** WORK REQUIRED **
Output exactly the lines below, starting with the line that has "Check whether a" and going on through the line that has "many in-flight requests", both included, and no other lines.

[Collected data]
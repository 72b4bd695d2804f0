//! Reconnect backoff policy

use rand::Rng;
use std::time::Duration;

/// Exponential backoff with jitter for reconnect blackouts.
///
/// The delay for the n-th consecutive failure is `base * 2^(n-1)`, capped at
/// `max`, then scaled by a uniform jitter in `[0.8, 1.2]` so a fleet of
/// clients does not reconnect in lockstep.
#[derive(Debug, Clone, Copy)]
pub struct ReconnectBackoff {
    base: Duration,
    max: Duration,
}

impl ReconnectBackoff {
    pub fn new(base: Duration, max: Duration) -> Self {
        Self { base, max }
    }

    /// Compute the blackout for the given consecutive-failure count.
    ///
    /// Zero failures means no blackout.
    pub fn backoff(&self, failures: u32) -> Duration {
        if failures == 0 {
            return Duration::ZERO;
        }
        // Cap the exponent so the shift cannot overflow
        let exp = (failures - 1).min(20);
        let delay = self
            .base
            .saturating_mul(1u32 << exp)
            .min(self.max);
        let jitter = rand::thread_rng().gen_range(0.8..=1.2);
        delay.mul_f64(jitter)
    }
}
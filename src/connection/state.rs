//! Connection lifecycle states

/// Lifecycle state of a broker connection.
///
/// Transitions are driven by repeated `connect()` calls:
///
/// ```text
/// Disconnected -> Connecting -> [Authenticating ->] Connected
/// ```
///
/// Any state can fall back to `Disconnected` on error, timeout, or an
/// explicit close.
#[derive(Debug, Clone, Copy, PartialEq, Eq)]
pub enum ConnectionState {
    /// No socket; the connection may be blacked out after a failure
    Disconnected,
    /// Non-blocking TCP connect in progress
    Connecting,
    /// Socket established, authentication handshake in progress
    Authenticating,
    /// Ready to send requests and receive responses
    Connected,
}

impl ConnectionState {
    /// Check whether a transition to `next` is valid
    pub fn can_transition_to(&self, next: ConnectionState) -> bool {
        matches!(
            (self, next),
            (ConnectionState::Disconnected, ConnectionState::Connecting)
                | (ConnectionState::Connecting, ConnectionState::Authenticating)
                | (ConnectionState::Connecting, ConnectionState::Connected)
                | (ConnectionState::Authenticating, ConnectionState::Connected)
                | (_, ConnectionState::Disconnected)
        )
    }
}

impl std::fmt::Display for ConnectionState {
    fn fmt(&self, f: &mut std::fmt::Formatter<'_>) -> std::fmt::Result {
        match self {
            ConnectionState::Disconnected => write!(f, "disconnected"),
            ConnectionState::Connecting => write!(f, "connecting"),
            ConnectionState::Authenticating => write!(f, "authenticating"),
            ConnectionState::Connected => write!(f, "connected"),
        }
    }
}
//! Error types

use std::io;

/// Main error type for broker connection operations
#[derive(Debug, thiserror::Error)]
pub enum Error {
    /// The connection is disconnected, or failed while an operation was live
    #[error("connection error: {0}")]
    Connection(String),

    /// The peer closed the socket
    #[error("connection closed by peer")]
    ConnectionClosed,

    /// A connect or auth attempt is still in progress; requests are not
    /// accepted until the connection reaches the connected state
    #[error("node not ready: {0}")]
    NodeNotReady(String),

    /// The in-flight request limit is reached
    #[error("too many in-flight requests (limit {0})")]
    TooManyInFlightRequests(usize),

    /// Malformed or unexpected wire data; fatal for the connection
    #[error("protocol error: {0}")]
    Protocol(String),

    /// The authentication handshake failed
    #[error("authentication failed: {0}")]
    Authentication(String),

    /// Invalid configuration or host specification
    #[error("configuration error: {0}")]
    Config(String),

    /// I/O errors
    #[error("i/o error: {0}")]
    Io(#[from] io::Error),
}

impl Error {
    /// Whether the failed operation may succeed after a reconnect.
    ///
    /// Capacity and readiness errors (`NodeNotReady`,
    /// `TooManyInFlightRequests`) are local to a single request and leave the
    /// connection intact; connection-level errors require a fresh attempt.
    pub fn is_retriable(&self) -> bool {
        !matches!(
            self,
            Error::Protocol(_) | Error::Authentication(_) | Error::Config(_)
        )
    }
}
//! Request frame encoding

use super::message::Request;
use bytes::{BufMut, BytesMut};

/// Encode a request into a complete length-prefixed frame.
///
/// Layout: `i32` length (big-endian, excluding itself), request header
/// (API key `i16`, API version `i16`, correlation id `i32`, nullable
/// client-id string), then the opaque body.
pub fn encode_request(request: &Request, correlation_id: i32, client_id: Option<&str>) -> BytesMut {
    let mut buf = BytesMut::with_capacity(
        4 + 8 + 2 + client_id.map_or(0, str::len) + request.body.len(),
    );

    // Reserve space for the length (filled at the end)
    let len_pos = buf.len();
    buf.put_i32(0);

    buf.put_i16(request.api_key);
    buf.put_i16(request.api_version);
    buf.put_i32(correlation_id);
    put_nullable_string(&mut buf, client_id);
    buf.put_slice(&request.body);

    let len = buf.len() - len_pos - 4;
    buf[len_pos..len_pos + 4].copy_from_slice(&(len as i32).to_be_bytes());

    buf
}

/// Length-prefixed string; `-1` length encodes null
fn put_nullable_string(buf: &mut BytesMut, s: Option<&str>) {
    match s {
        Some(s) => {
            buf.put_i16(s.len() as i16);
            buf.put_slice(s.as_bytes());
        }
        None => buf.put_i16(-1),
    }
}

** FINAL ANSWER **
    /// Check whether a transition to `next` is valid
    pub fn can_transition_to(&self, next: ConnectionState) -> bool {
        matches!(
            (self, next),
            (ConnectionState::Disconnected, ConnectionState::Connecting)
                | (ConnectionState::Connecting, ConnectionState::Authenticating)
                | (ConnectionState::Connecting, ConnectionState::Connected)
                | (ConnectionState::Authenticating, ConnectionState::Connected)
                | (_, ConnectionState::Disconnected)
        )
    }
}

impl std::fmt::Display for ConnectionState {
    fn fmt(&self, f: &mut std::fmt::Formatter<'_>) -> std::fmt::Result {
        match self {
            ConnectionState::Disconnected => write!(f, "disconnected"),
            ConnectionState::Connecting => write!(f, "connecting"),
            ConnectionState::Authenticating => write!(f, "authenticating"),
            ConnectionState::Connected => write!(f, "connected"),
        }
    }
}
//! Error types

use std::io;

/// Main error type for broker connection operations
#[derive(Debug, thiserror::Error)]
pub enum Error {
    /// The connection is disconnected, or failed while an operation was live
    #[error("connection error: {0}")]
    Connection(String),

    /// The peer closed the socket
    #[error("connection closed by peer")]
    ConnectionClosed,

    /// A connect or auth attempt is still in progress; requests are not
    /// accepted until the connection reaches the connected state
    #[error("node not ready: {0}")]
    NodeNotReady(String),

    /// The in-flight request limit is reached
    #[error("too many in-flight requests (limit {0})")]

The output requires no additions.